§ **To do**
The records that follow should be retyped word for word.

[Dataset records]
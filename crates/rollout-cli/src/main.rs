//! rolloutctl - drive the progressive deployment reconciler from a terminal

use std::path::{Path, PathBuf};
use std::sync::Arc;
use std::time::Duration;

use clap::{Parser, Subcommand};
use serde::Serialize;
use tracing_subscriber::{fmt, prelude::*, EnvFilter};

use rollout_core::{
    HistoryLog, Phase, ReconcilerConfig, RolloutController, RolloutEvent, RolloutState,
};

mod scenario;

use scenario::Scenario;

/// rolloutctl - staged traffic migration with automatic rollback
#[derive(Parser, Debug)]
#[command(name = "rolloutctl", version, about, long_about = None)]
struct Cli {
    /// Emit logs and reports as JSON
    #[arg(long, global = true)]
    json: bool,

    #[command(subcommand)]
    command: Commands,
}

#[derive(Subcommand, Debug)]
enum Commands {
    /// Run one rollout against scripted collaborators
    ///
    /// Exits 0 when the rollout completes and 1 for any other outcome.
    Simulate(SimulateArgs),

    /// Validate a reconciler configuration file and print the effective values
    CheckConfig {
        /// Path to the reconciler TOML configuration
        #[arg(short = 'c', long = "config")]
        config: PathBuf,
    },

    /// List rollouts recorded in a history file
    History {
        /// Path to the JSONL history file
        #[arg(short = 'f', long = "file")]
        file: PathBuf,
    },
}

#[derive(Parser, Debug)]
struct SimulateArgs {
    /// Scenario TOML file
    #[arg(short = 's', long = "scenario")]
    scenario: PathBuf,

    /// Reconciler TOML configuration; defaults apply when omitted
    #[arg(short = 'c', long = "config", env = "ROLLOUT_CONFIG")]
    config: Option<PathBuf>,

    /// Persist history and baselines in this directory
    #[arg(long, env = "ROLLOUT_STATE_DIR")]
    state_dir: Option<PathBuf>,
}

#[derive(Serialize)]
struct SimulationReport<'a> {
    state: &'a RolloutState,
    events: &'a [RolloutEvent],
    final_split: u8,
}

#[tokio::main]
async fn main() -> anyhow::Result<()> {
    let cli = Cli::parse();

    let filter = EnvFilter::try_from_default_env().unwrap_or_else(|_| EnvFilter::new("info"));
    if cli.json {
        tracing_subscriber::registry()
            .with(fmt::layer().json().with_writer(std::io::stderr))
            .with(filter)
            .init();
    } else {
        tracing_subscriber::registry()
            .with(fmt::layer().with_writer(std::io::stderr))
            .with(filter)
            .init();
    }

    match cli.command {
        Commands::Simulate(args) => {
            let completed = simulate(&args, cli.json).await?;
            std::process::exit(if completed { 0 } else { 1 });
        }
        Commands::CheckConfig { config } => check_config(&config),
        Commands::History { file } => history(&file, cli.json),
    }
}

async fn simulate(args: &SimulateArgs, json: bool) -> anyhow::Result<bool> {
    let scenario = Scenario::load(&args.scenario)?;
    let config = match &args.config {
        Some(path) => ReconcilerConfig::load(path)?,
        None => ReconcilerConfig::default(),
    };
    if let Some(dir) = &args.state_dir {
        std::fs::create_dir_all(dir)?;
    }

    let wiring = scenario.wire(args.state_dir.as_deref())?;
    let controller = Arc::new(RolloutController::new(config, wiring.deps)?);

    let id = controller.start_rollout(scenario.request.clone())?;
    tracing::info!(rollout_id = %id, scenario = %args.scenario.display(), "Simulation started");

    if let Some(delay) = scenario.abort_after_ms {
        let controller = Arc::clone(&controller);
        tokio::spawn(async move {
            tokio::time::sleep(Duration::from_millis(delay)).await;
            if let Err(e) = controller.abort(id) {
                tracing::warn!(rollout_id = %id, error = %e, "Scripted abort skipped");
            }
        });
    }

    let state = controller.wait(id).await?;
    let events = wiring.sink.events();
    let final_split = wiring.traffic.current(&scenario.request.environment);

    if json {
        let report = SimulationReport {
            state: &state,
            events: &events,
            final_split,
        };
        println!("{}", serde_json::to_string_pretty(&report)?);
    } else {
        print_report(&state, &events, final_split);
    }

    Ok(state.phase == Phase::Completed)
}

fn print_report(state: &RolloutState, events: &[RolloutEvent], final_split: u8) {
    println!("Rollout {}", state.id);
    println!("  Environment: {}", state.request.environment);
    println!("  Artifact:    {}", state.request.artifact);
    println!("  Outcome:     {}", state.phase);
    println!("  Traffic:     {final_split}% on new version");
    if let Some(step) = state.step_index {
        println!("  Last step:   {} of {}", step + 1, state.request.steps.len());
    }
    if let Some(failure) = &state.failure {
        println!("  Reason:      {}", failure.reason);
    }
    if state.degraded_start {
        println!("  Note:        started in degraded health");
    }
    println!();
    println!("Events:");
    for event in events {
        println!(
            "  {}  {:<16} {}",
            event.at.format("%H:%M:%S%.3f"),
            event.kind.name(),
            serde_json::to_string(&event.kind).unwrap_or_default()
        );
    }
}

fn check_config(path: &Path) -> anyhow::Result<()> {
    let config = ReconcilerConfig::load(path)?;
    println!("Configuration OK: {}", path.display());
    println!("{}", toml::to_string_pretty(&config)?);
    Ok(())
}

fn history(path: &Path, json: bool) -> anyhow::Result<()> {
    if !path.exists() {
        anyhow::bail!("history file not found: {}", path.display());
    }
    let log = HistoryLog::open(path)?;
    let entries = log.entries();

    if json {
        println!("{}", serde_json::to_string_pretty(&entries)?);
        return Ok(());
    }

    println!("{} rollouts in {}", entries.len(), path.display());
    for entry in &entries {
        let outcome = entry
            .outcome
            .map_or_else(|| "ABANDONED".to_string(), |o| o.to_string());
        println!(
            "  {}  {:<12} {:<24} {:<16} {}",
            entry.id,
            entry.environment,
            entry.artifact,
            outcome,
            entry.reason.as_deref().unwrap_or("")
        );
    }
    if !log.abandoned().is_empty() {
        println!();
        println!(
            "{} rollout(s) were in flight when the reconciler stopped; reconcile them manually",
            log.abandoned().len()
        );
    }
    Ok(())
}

§ **Response**
filename crates/rollout-cli/src/main.rs
//! rolloutctl - drive the progressive deployment reconciler from a terminal

use std::path::{Path, PathBuf};
use std::sync::Arc;
use std::time::Duration;

use clap::{Parser, Subcommand};
use serde::Serialize;
use tracing_subscriber::{fmt, prelude::*, EnvFilter};

use rollout_core::{
    HistoryLog, Phase, ReconcilerConfig, RolloutController, RolloutEvent, RolloutState,
};

mod scenario;

use scenario::Scenario;

/// rolloutctl - staged traffic migration with automatic rollback
#[derive(Parser, Debug)]
#[command(name = "rolloutctl", version, about, long_about = None)]
struct Cli {
    /// Emit logs and reports as JSON
    #[arg(long, global = true)]
    json: bool,

    #[command(subcommand)]
    command: Commands,
}

#[derive(Subcommand, Debug)]
enum Commands {
    /// Run one rollout against scripted collaborators
    ///
    /// Exits 0 when the rollout completes and 1 for any other outcome.
    Simulate(SimulateArgs),

    /// Validate a reconciler configuration file and print the effective values
    CheckConfig {
        /// Path to the reconciler TOML configuration
        #[arg(short = 'c', long = "config")]
        config: PathBuf,
    },

    /// List rollouts recorded in a history file
    History {
        /// Path to the JSONL history file
        #[arg(short = 'f', long = "file")]
        file: PathBuf,
    },
}

#[derive(Parser, Debug)]
struct SimulateArgs {
    /// Scenario TOML file
    #[arg(short = 's', long = "scenario")]
    scenario: PathBuf,

    /// Reconciler TOML configuration; defaults apply when omitted
    #[arg(short = 'c', long = "config", env = "ROLLOUT_CONFIG")]
    config: Option<PathBuf>,

    /// Persist history and baselines in this directory
    #[arg(long, env = "ROLLOUT_STATE_DIR")]
    state_dir: Option<PathBuf>,
}

#[derive(Serialize)]
struct SimulationReport<'a> {
    state: &'a RolloutState,
    events: &'a [RolloutEvent],
    final_split: u8,
}

#[tokio::main]
async fn main() -> anyhow::Result<()> {
    let cli = Cli::parse();

    let filter = EnvFilter::try_from_default_env().unwrap_or_else(|_| EnvFilter::new("info"));
    if cli.json {
        tracing_subscriber::registry()
            .with(fmt::layer().json().with_writer(std::io::stderr))
            .with(filter)
            .init();
    } else {
        tracing_subscriber::registry()
            .with(fmt::layer().with_writer(std::io::stderr))
            .with(filter)
            .init();
    }

    match cli.command {
        Commands::Simulate(args) => {
            let completed = simulate(&args, cli.json).await?;
            std::process::exit(if completed { 0 } else { 1 });
        }
        Commands::CheckConfig { config } => check_config(&config),
        Commands::History { file } => history(&file, cli.json),
    }
}

async fn simulate(args: &SimulateArgs, json: bool) -> anyhow::Result<bool> {
    let scenario = Scenario::load(&args.scenario)?;
    let config = match &args.config {
        Some(path) => ReconcilerConfig::load(path)?,
        None => ReconcilerConfig::default(),
    };
    if let Some(dir) = &args.state_dir {
        std::fs::create_dir_all(dir)?;
    }

    let wiring = scenario.wire(args.state_dir.as_deref())?;
    let controller = Arc::new(RolloutController::new(config, wiring.deps)?);

    let id = controller.start_rollout(scenario.request.clone())?;
    tracing::info!(rollout_id = %id, scenario = %args.scenario.display(), "Simulation started");

    if let Some(delay) = scenario.abort_after_ms {
        let controller = Arc::clone(&controller);
        tokio::spawn(async move {
            tokio::time::sleep(Duration::from_millis(delay)).await;
            if let Err(e) = controller.abort(id) {
                tracing::warn!(rollout_id = %id, error = %e, "Scripted abort skipped");
            }
        });
    }

    let state = controller.wait(id).await?;
    let events = wiring.sink.events();
    let final_split = wiring.traffic.current(&scenario.request.environment);

    if json {
        let report = SimulationReport {
            state: &state,
            events: &events,
            final_split,
        };
        println!("{}", serde_json::to_string_pretty(&report)?);
    } else {
        print_report(&state, &events, final_split);
    }

    Ok(state.phase == Phase::Completed)
}

fn print_report(state: &RolloutState, events: &[RolloutEvent], final_split: u8) {
    println!("Rollout {}", state.id);
    println!("  Environment: {}", state.request.environment);
    println!("  Artifact:    {}", state.request.artifact);
    println!("  Outcome:     {}", state.phase);
    println!("  Traffic:     {final_split}% on new version");
    if let Some(step) = state.step_index {
        println!("  Last step:   {} of {}", step + 1, state.request.steps.len());
    }
    if let Some(failure) = &state.failure {
        println!("  Reason:      {}", failure.reason);
    }
    if state.degraded_start {
        println!("  Note:        started in degraded health");
    }
    println!();
    println!("Events:");
    for event in events {
        println!(
            "  {}  {:<16} {}",
            event.at.format("%H:%M:%S%.3f"),
            event.kind.name(),
            serde_json::to_string(&event.kind).unwrap_or_default()
        );
    }
}

fn check_config(path: &Path) -> anyhow::Result<()> {
    let config = ReconcilerConfig::load(path)?;
    println!("Configuration OK: {}", path.display());
    println!("{}", toml::to_string_pretty(&config)?);
    Ok(())
}

fn history(path: &Path, json: bool) -> anyhow::Result<()> {
    if !path.exists() {
        anyhow::bail!("history file not found: {}", path.display());
    }
    let log = HistoryLog::open(path)?;
    let entries = log.entries();

    if json {
        println!("{}", serde_json::to_string_pretty(&entries)?);
        return Ok(());
    }

    println!("{} rollouts in {}", entries.len(), path.display());
    for entry in &entries {
        let outcome = entry
            .outcome
            .map_or_else(|| "ABANDONED".to_string(), |o| o.to_string());
        println!(
            "  {}  {:<12} {:<24} {:<16} {}",
            entry.id,
            entry.environment,
            entry.artifact,
            outcome,
            entry.reason.as_deref().unwrap_or("")
        );
    }
    if !log.abandoned().is_empty() {
        println!();
        println!(
            "{} rollout(s) were in flight when the reconciler stopped; reconcile them manually",
            log.abandoned().len()
        );
    }
    Ok(())
}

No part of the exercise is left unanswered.